Dando sequência ao debate, no segundo capítulo, o tema aborto será estudado a partir do que dispõe a legislação brasileira, momento em que serão apontadas as vantagens e benefícios da criminalização ou descriminalização do mesmo, especialmente a questão do aborto clandestino, seus riscos e consequências para a saúde da mulher e o destino deste novo ser. Analisar com consciência e coerência as diversas hipóteses de aborto lícito no intuito de reduzir as práticas criminosas de aborto no Brasil, as quais trazem consequências desastrosas

(25)

e muitas vezes irreversíveis para a saúde da mulher, trazendo um impacto extremamente negativo em nossa sociedade. Buscar, através de pesquisa detalhada e precisa, de quantas mulheres são punidas no Brasil por estas práticas criminosas de aborto clandestino. Mas, sobretudo tentar imaginar em diversas camadas de nossa sociedade, que são veementes contra a descriminalização do aborto no Brasil, de que é possível com um acompanhamento ideal e completo da mulher que se encontra grávida, para que esta possa tomar uma decisão sobre a continuação ou interrupção da gestação, dentro, é claro, do que rege a lei no período compreendido para este fim. Também para conscientizar a mulher com aconselhamento, acompanhamento e amparo necessários para que a mesma possa voltar atrás na decisão de querer abortar e aceitar a gestação completa, com apego e afeto ao novo ser que se vislumbra.

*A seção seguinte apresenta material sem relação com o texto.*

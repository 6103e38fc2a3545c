//! Serial port scanner
//!
//! Every serial port that survives the skip patterns is a SunSpec bus
//! candidate. Ports are reported sorted by name so discovery is stable.

use canopy_tree::{BusRecord, InterfaceParams};
use serde::{Deserialize, Serialize};
use serialport::{available_ports, SerialPortType};
use tracing::{debug, info};

use crate::error::DetectError;

/// Information about a serial port
#[derive(Debug, Clone, PartialEq, Eq)]
pub struct SerialPortInfo {
    /// Port name (e.g., /dev/ttyUSB0, COM3)
    pub port: String,
    /// USB product string
    pub product: Option<String>,
}

impl SerialPortInfo {
    fn from_serialport(name: String, port_type: &SerialPortType) -> Self {
        let product = match port_type {
            SerialPortType::UsbPort(usb) => usb.product.clone(),
            _ => None,
        };
        Self {
            port: name,
            product,
        }
    }
}

/// Serial port scanner configuration
#[derive(Debug, Clone, PartialEq, Eq, Serialize, Deserialize)]
pub struct ScannerConfig {
    /// Skip ports whose name contains any of these patterns
    pub skip_patterns: Vec<String>,
}

impl Default for ScannerConfig {
    fn default() -> Self {
        Self {
            skip_patterns: vec![
                // Bluetooth ports on macOS
                "Bluetooth".to_string(),
                // Debug/logging ports
                "debug".to_string(),
            ],
        }
    }
}

/// Serial port scanner
#[derive(Debug, Clone, Default)]
pub struct PortScanner {
    config: ScannerConfig,
}

impl PortScanner {
    /// Create a new scanner with default configuration
    pub fn new() -> Self {
        Self::default()
    }

    /// Create a scanner with custom configuration
    pub fn with_config(config: ScannerConfig) -> Self {
        Self { config }
    }

    /// Enumerate candidate serial ports, sorted by name
    pub fn enumerate_ports(&self) -> Result<Vec<SerialPortInfo>, DetectError> {
        debug!("Enumerating serial ports...");
        let ports = available_ports().map_err(|e| DetectError::EnumerationFailed(e.to_string()))?;

        let result = self.select(
            ports
                .into_iter()
                .map(|p| SerialPortInfo::from_serialport(p.port_name, &p.port_type))
                .collect(),
        );

        if result.is_empty() {
            info!("No serial ports found");
        } else {
            info!("Found {} serial port(s)", result.len());
            for port in &result {
                let desc = port.product.as_deref().unwrap_or("Unknown");
                debug!("  {} - {}", port.port, desc);
            }
        }

        Ok(result)
    }

    /// SunSpec bus records for every candidate port
    pub fn records(&self) -> Result<Vec<BusRecord>, DetectError> {
        Ok(self
            .enumerate_ports()?
            .into_iter()
            .map(|p| BusRecord::new(InterfaceParams::serial(p.port)))
            .collect())
    }

    /// Drop skipped ports and sort the rest by name
    fn select(&self, ports: Vec<SerialPortInfo>) -> Vec<SerialPortInfo> {
        let mut ports: Vec<_> = ports
            .into_iter()
            .filter(|p| !self.should_skip_port(p))
            .collect();
        ports.sort_by(|a, b| a.port.cmp(&b.port));
        ports.dedup_by(|a, b| a.port == b.port);
        ports
    }

    fn should_skip_port(&self, port: &SerialPortInfo) -> bool {
        self.config
            .skip_patterns
            .iter()
            .any(|pattern| port.port.contains(pattern.as_str()))
    }
}

#[cfg(test)]
mod tests {
    use super::*;
    use serialport::UsbPortInfo;

    fn port(name: &str) -> SerialPortInfo {
        SerialPortInfo {
            port: name.to_string(),
            product: None,
        }
    }

    #[test]
    fn test_serial_port_info_from_usb() {
        let usb_info = SerialPortType::UsbPort(UsbPortInfo {
            vid: 0x0403,
            pid: 0x6001,
            serial_number: Some("12345".to_string()),
            manufacturer: Some("FTDI".to_string()),
            product: Some("FT232R".to_string()),
        });

        let info = SerialPortInfo::from_serialport("/dev/ttyUSB0".to_string(), &usb_info);
        assert_eq!(info.port, "/dev/ttyUSB0");
        assert_eq!(info.product.as_deref(), Some("FT232R"));
    }

    #[test]
    fn test_select_skips_and_sorts() {
        let scanner = PortScanner::new();
        let selected = scanner.select(vec![
            port("/dev/ttyUSB1"),
            port("/dev/cu.Bluetooth-Incoming-Port"),
            port("/dev/ttyUSB0"),
            port("/dev/cu.debug-console"),
            port("/dev/ttyUSB0"),
        ]);

        let names: Vec<_> = selected.iter().map(|p| p.port.as_str()).collect();
        assert_eq!(names, vec!["/dev/ttyUSB0", "/dev/ttyUSB1"]);
    }

    #[test]
    fn test_custom_skip_patterns() {
        let scanner = PortScanner::with_config(ScannerConfig {
            skip_patterns: vec!["ttyS".to_string()],
        });
        let selected = scanner.select(vec![port("/dev/ttyS0"), port("/dev/ttyACM0")]);
        assert_eq!(selected, vec![port("/dev/ttyACM0")]);
    }
}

Quem sabe, com as hipóteses criteriosas de aborto lícito, estas práticas abortivas possam ser se não banidas em nosso país, pelo menos reduzidas, significativamente, preservando um bem maior que é a vida da mulher e da vida intrauterina.

(26)

2. O ABORTO NA LEGISLAÇÃO BRASILEIRA

Este segundo capítulo, vem tratar o assunto aborto tendo como referência a legislação constitucional e infraconstitucional brasileira, em especial o Código Penal, que criminaliza a interrupção voluntária da gestação. Buscar-se-á, nele, fazer uma revisão crítica, uma vez que se percebe, por um lado, que a criminalização em pouco contribui para a redução dos índices de aborto no país e, por outro lado, que há um elevado déficit na qualidade da assistência prestada à saúde reprodutiva da mulher e nas ações do planejamento familiar. Estes fatores permitem demonstrar que ilegalidade do aborto no Brasil provoca implicações à saúde da mulher, vez que várias buscam praticas inseguras e clandestinas de abortamento. A proibição pela lei não impede que o aborto seja realizado.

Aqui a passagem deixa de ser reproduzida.